+++ Record excerpts

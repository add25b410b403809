// Licensed under the Apache License, Version 2.0 <LICENSE-APACHE or
// http://www.apache.org/licenses/LICENSE-2.0> or the MIT license
// <LICENSE-MIT or http://opensource.org/licenses/MIT>, at your
// option. This file may not be copied, modified, or distributed
// except according to those terms.

//! # Diet Tracker
//!
//! Personal diet and nutrition tracking: a user profile with body metrics,
//! a daily meal log with macro goals, generated meal plans and a paged
//! recipe search backed by a third-party recipe API.
//!
//! ## Features
//!
//! - **Body metrics**: BMI, Mifflin-St Jeor BMR, TDEE and a daily calorie target
//! - **Nutrition log**: meals, running totals and progress against macro goals
//! - **Meal plans**: diet-aware plans from the recipe API, with a local demo fallback
//! - **Recipe search**: filtered, paged search with recipe details
//! - **Persistence**: named JSON slots in SQLite, or in memory for throwaway runs
//!
//! ## Architecture
//!
//! - **Controllers**: meal planner, nutrition tracker, recipe browser, profile manager
//! - **Intelligence**: pure derived-metric functions
//! - **Providers**: recipe API clients behind a common trait
//! - **Demo**: seedable generator used when the recipe API is unavailable
//! - **Storage**: the persistence adapter
//!
//! ## Example Usage
//!
//! ```rust,no_run
//! use std::sync::Arc;
//! use diet_tracker::config::Config;
//! use diet_tracker::controllers::MealPlanner;
//! use diet_tracker::models::{Diet, MealPlanRequest};
//! use diet_tracker::providers::create_provider;
//! use diet_tracker::storage::SqliteStore;
//!
//! #[tokio::main]
//! async fn main() -> anyhow::Result<()> {
//!     let config = Config::load(None)?;
//!     let store = Arc::new(SqliteStore::new(&config.storage.database_url).await?);
//!     let provider = create_provider(&config.recipe_api.provider, &config.recipe_api)?;
//!
//!     let planner = MealPlanner::new(store, Arc::from(provider));
//!     let request = MealPlanRequest {
//!         target_calories: 2000,
//!         diet: Some(Diet::Vegetarian),
//!         ..MealPlanRequest::default()
//!     };
//!
//!     if let Some(served) = planner.generate(request).await?.into_fresh() {
//!         for meal in &served.data.meals {
//!             println!("{}: {}", meal.meal_type.display_name(), meal.title);
//!         }
//!     }
//!
//!     Ok(())
//! }
//! ```

/// Configuration management and persistence
pub mod config;

/// Application constants and configuration values
pub mod constants;

/// Feature controllers tying storage, providers and metrics together
pub mod controllers;

/// Offline meal plan and recipe generator
pub mod demo;

/// Crate-level error types
pub mod errors;

/// Derived body and nutrition metrics
pub mod intelligence;

/// Production logging and structured output
pub mod logging;

/// Common data models
pub mod models;

/// Recipe API provider implementations
pub mod providers;

/// Persistence adapter
pub mod storage;

/// Form input validation
pub mod validation;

++++++

*What the task requires*. Report each line of the data in which "SqliteStore" occurs.

*Result of this exercise*.
//! use diet_tracker::storage::SqliteStore;
//!     let store = Arc::new(SqliteStore::new(&config.storage.database_url).await?);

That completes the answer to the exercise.